[ASSIGNMENT] Would you give the number of lines in the entries that contain the word "StatvfsPlatform"? Nothing else is needed.

(Records contained in a dataset)
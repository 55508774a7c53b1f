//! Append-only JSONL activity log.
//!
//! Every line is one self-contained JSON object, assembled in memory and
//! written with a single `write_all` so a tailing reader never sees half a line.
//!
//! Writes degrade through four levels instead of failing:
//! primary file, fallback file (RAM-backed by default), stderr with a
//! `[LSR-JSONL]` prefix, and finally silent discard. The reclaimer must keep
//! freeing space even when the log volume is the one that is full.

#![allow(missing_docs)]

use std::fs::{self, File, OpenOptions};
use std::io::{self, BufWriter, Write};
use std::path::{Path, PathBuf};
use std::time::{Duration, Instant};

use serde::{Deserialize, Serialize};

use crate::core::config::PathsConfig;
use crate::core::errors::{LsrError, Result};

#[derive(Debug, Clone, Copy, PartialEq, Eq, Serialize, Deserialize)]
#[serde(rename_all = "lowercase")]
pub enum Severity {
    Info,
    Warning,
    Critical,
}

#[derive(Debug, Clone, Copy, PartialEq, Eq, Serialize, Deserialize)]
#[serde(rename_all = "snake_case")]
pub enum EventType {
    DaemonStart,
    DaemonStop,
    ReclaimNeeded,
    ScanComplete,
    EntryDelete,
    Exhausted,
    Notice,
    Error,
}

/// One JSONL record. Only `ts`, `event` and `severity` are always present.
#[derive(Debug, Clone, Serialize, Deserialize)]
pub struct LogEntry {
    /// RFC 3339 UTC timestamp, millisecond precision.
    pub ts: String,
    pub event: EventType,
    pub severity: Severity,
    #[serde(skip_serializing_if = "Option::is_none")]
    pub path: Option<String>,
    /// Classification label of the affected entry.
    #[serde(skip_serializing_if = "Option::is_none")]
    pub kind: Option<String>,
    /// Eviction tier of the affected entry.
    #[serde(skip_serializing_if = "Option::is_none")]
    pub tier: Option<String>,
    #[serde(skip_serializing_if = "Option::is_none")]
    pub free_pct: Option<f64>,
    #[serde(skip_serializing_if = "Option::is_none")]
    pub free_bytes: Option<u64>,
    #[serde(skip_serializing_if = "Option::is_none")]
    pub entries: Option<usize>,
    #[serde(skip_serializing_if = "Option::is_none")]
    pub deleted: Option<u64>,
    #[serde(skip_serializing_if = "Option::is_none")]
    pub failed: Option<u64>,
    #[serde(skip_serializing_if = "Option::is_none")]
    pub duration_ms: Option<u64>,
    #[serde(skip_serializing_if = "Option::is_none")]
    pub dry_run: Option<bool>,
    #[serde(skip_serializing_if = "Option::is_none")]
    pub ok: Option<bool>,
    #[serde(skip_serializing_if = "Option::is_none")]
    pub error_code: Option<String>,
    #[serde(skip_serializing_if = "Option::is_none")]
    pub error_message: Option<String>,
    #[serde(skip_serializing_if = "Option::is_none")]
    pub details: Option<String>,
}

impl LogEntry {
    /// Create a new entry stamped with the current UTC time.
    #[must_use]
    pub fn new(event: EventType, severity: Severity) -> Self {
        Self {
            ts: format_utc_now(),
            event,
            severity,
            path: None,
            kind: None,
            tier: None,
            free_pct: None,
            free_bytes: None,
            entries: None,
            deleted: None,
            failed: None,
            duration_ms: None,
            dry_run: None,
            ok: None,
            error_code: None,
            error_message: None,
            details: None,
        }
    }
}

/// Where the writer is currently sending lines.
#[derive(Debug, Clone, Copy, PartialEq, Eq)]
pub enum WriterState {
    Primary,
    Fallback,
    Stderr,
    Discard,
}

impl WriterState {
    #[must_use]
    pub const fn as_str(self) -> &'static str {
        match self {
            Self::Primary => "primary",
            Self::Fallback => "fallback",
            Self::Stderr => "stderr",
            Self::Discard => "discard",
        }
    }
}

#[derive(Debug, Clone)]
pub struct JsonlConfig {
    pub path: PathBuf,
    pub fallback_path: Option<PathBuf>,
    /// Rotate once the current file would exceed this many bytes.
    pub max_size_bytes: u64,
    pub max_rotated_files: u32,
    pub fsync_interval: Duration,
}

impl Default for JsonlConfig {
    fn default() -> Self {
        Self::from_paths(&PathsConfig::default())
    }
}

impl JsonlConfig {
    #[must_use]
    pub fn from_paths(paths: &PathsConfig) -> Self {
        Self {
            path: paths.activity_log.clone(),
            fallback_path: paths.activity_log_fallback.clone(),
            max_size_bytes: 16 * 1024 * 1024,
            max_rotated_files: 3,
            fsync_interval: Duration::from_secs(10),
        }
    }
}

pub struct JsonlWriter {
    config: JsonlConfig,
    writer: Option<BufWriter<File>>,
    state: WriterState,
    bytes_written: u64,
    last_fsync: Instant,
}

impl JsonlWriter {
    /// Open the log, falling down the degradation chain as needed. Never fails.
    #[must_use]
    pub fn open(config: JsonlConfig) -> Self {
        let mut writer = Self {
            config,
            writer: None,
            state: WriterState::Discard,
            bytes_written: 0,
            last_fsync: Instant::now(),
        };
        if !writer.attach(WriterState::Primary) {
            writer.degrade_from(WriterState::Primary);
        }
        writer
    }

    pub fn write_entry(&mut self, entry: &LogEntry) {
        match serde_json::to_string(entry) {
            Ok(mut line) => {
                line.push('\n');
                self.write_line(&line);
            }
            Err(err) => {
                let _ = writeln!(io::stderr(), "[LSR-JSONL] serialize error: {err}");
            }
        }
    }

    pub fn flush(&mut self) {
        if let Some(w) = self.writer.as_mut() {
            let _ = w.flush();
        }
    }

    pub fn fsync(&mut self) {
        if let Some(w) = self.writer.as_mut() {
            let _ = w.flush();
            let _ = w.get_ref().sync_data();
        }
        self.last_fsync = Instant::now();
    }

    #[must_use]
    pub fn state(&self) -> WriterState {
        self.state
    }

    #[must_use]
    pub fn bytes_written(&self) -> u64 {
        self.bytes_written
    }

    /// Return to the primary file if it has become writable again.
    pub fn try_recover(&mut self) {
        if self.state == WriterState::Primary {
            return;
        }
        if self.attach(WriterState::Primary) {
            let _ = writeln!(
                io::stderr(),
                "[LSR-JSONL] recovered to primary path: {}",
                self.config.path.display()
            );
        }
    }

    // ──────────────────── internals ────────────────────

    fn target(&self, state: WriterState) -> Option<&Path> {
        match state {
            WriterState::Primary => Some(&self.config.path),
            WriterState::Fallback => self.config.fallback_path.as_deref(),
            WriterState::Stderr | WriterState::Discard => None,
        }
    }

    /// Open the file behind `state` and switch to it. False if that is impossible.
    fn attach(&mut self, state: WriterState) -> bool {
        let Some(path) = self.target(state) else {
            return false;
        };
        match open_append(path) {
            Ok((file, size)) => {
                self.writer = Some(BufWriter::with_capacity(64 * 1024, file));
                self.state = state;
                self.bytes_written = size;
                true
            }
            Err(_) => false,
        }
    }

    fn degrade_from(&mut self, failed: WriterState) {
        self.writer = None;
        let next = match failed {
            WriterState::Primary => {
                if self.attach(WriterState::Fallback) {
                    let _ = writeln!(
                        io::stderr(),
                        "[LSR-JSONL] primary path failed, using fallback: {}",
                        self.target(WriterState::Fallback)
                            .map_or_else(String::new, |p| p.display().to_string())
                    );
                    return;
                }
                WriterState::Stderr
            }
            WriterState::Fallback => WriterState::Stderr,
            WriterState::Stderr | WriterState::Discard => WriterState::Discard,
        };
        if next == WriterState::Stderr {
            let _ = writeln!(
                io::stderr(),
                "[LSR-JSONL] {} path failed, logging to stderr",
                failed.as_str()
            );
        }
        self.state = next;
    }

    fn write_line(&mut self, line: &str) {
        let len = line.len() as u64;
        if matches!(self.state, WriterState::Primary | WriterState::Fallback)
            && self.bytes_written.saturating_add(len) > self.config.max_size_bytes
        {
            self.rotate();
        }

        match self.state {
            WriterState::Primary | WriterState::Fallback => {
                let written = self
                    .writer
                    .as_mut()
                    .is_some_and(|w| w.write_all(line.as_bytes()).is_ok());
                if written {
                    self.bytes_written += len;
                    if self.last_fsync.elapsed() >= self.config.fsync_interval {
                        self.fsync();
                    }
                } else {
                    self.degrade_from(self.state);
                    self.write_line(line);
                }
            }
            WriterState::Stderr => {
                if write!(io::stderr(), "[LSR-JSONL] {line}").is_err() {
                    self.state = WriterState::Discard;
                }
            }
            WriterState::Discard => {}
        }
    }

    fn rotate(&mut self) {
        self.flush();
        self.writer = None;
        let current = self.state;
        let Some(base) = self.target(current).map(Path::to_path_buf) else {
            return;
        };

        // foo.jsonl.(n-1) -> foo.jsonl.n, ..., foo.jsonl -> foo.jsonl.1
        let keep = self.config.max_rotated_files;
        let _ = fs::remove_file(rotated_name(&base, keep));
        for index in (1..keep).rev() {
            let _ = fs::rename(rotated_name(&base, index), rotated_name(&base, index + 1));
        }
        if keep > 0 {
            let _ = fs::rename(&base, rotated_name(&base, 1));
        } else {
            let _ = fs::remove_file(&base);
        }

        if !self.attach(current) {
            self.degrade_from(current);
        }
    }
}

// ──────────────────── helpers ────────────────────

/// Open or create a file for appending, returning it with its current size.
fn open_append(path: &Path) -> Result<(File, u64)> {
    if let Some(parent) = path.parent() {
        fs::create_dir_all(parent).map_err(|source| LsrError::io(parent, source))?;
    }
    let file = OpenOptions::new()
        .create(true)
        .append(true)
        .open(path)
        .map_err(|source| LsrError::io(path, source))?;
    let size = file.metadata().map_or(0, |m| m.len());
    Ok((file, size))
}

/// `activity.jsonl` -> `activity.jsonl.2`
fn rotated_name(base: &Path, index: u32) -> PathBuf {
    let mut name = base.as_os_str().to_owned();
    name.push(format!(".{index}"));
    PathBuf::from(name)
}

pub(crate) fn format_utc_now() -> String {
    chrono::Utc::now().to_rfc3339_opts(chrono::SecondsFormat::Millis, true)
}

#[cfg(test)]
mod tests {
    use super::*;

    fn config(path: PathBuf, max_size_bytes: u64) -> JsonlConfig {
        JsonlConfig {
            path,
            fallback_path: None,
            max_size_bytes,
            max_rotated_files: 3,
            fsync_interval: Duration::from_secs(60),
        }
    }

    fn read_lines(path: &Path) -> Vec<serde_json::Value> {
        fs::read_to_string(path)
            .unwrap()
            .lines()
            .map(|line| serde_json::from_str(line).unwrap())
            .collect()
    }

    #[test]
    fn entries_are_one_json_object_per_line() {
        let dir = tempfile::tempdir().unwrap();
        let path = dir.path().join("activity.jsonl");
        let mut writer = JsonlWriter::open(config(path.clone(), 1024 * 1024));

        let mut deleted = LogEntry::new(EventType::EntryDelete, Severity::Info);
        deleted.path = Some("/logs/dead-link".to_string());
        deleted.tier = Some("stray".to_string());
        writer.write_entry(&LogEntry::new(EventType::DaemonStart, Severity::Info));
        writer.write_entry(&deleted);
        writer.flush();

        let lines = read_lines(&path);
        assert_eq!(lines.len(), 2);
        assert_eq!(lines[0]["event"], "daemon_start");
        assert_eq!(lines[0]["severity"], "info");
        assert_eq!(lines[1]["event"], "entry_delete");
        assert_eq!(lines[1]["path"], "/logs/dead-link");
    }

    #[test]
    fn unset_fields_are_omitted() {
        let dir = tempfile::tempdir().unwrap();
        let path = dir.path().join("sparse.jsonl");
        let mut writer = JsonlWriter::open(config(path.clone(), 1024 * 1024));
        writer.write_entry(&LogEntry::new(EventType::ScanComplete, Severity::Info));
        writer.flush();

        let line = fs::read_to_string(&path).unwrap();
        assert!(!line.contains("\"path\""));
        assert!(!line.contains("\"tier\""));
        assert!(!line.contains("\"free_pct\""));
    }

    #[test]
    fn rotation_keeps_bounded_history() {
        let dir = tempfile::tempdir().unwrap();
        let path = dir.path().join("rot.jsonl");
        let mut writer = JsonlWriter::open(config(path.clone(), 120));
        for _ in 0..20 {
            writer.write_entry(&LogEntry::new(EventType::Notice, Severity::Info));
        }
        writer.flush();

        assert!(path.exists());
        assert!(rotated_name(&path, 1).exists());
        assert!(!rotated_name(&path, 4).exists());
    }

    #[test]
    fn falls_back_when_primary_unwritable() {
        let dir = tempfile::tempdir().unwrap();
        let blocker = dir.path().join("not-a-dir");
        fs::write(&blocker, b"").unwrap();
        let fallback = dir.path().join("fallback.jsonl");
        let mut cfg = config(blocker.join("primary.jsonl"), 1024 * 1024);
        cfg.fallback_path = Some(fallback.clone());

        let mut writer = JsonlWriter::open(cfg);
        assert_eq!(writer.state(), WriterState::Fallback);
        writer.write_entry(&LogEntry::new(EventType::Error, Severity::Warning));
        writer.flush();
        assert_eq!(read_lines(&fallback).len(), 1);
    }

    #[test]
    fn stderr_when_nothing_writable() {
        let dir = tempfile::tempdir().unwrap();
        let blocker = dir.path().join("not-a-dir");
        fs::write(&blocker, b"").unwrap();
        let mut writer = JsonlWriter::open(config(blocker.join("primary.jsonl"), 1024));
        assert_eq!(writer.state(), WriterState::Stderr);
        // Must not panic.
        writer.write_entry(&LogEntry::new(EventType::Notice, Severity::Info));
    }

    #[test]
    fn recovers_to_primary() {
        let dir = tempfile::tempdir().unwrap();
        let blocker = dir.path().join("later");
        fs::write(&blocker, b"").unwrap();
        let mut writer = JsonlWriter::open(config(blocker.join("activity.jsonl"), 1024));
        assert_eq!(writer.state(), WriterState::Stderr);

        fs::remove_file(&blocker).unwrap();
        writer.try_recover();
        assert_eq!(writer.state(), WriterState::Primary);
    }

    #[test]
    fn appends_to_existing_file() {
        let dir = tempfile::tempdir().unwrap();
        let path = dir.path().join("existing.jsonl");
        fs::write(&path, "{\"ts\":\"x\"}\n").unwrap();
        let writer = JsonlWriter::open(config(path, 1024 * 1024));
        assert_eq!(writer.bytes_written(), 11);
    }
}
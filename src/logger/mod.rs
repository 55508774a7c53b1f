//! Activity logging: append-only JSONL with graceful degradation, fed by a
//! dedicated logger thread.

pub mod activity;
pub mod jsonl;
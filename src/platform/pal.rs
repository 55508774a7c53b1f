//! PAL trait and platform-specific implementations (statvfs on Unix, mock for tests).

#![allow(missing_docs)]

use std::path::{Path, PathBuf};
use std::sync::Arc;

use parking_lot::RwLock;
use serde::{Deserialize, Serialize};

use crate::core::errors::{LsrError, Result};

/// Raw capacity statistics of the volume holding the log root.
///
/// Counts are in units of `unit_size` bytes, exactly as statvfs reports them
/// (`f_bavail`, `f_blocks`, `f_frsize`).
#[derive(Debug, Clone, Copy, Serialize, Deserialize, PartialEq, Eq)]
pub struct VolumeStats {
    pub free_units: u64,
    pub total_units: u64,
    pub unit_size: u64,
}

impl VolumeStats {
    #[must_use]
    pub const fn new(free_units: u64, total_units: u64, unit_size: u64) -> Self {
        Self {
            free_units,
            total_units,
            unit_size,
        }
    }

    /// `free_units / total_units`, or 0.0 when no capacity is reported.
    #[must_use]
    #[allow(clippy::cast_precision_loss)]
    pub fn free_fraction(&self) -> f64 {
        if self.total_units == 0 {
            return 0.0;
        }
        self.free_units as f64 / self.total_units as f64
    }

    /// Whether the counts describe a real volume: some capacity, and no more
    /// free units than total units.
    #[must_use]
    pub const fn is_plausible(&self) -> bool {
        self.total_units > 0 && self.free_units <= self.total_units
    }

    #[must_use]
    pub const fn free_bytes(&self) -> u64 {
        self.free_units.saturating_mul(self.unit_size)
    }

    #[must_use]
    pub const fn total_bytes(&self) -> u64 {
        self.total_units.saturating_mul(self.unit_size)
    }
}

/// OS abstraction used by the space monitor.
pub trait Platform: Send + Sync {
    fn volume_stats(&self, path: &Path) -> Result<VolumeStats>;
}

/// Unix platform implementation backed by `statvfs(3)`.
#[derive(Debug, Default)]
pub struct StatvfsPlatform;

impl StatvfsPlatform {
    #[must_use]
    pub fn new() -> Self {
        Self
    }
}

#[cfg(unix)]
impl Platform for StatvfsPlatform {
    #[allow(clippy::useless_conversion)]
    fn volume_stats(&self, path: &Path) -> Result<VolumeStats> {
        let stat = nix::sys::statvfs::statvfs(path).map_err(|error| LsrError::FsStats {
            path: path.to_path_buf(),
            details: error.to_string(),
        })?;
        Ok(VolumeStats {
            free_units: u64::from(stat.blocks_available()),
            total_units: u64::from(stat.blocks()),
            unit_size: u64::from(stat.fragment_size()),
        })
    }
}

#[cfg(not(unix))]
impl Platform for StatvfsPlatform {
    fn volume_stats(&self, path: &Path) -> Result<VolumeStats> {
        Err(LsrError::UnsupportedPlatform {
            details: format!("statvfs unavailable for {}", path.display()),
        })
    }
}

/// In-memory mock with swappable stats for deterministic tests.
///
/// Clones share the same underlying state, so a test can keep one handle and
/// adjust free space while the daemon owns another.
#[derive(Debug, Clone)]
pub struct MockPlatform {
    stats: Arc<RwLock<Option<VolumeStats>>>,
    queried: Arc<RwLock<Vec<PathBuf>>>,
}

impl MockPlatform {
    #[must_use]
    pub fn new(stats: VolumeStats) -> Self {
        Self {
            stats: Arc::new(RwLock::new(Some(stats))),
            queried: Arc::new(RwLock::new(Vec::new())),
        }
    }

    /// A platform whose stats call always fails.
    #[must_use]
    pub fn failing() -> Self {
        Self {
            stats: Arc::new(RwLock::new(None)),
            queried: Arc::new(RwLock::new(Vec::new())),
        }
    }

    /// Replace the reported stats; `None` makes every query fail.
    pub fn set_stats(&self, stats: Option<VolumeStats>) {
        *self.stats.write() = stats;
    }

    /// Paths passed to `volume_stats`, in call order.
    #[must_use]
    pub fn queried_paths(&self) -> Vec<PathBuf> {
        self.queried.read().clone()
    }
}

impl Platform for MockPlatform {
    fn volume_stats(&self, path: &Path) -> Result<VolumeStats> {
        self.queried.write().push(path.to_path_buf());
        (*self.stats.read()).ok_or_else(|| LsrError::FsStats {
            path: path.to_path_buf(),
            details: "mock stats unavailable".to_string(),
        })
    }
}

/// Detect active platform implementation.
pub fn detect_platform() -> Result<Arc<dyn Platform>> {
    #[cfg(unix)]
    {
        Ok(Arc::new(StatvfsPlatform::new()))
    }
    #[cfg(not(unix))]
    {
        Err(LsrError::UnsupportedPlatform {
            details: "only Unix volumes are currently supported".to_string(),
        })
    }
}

[WORKED SOLUTION] 5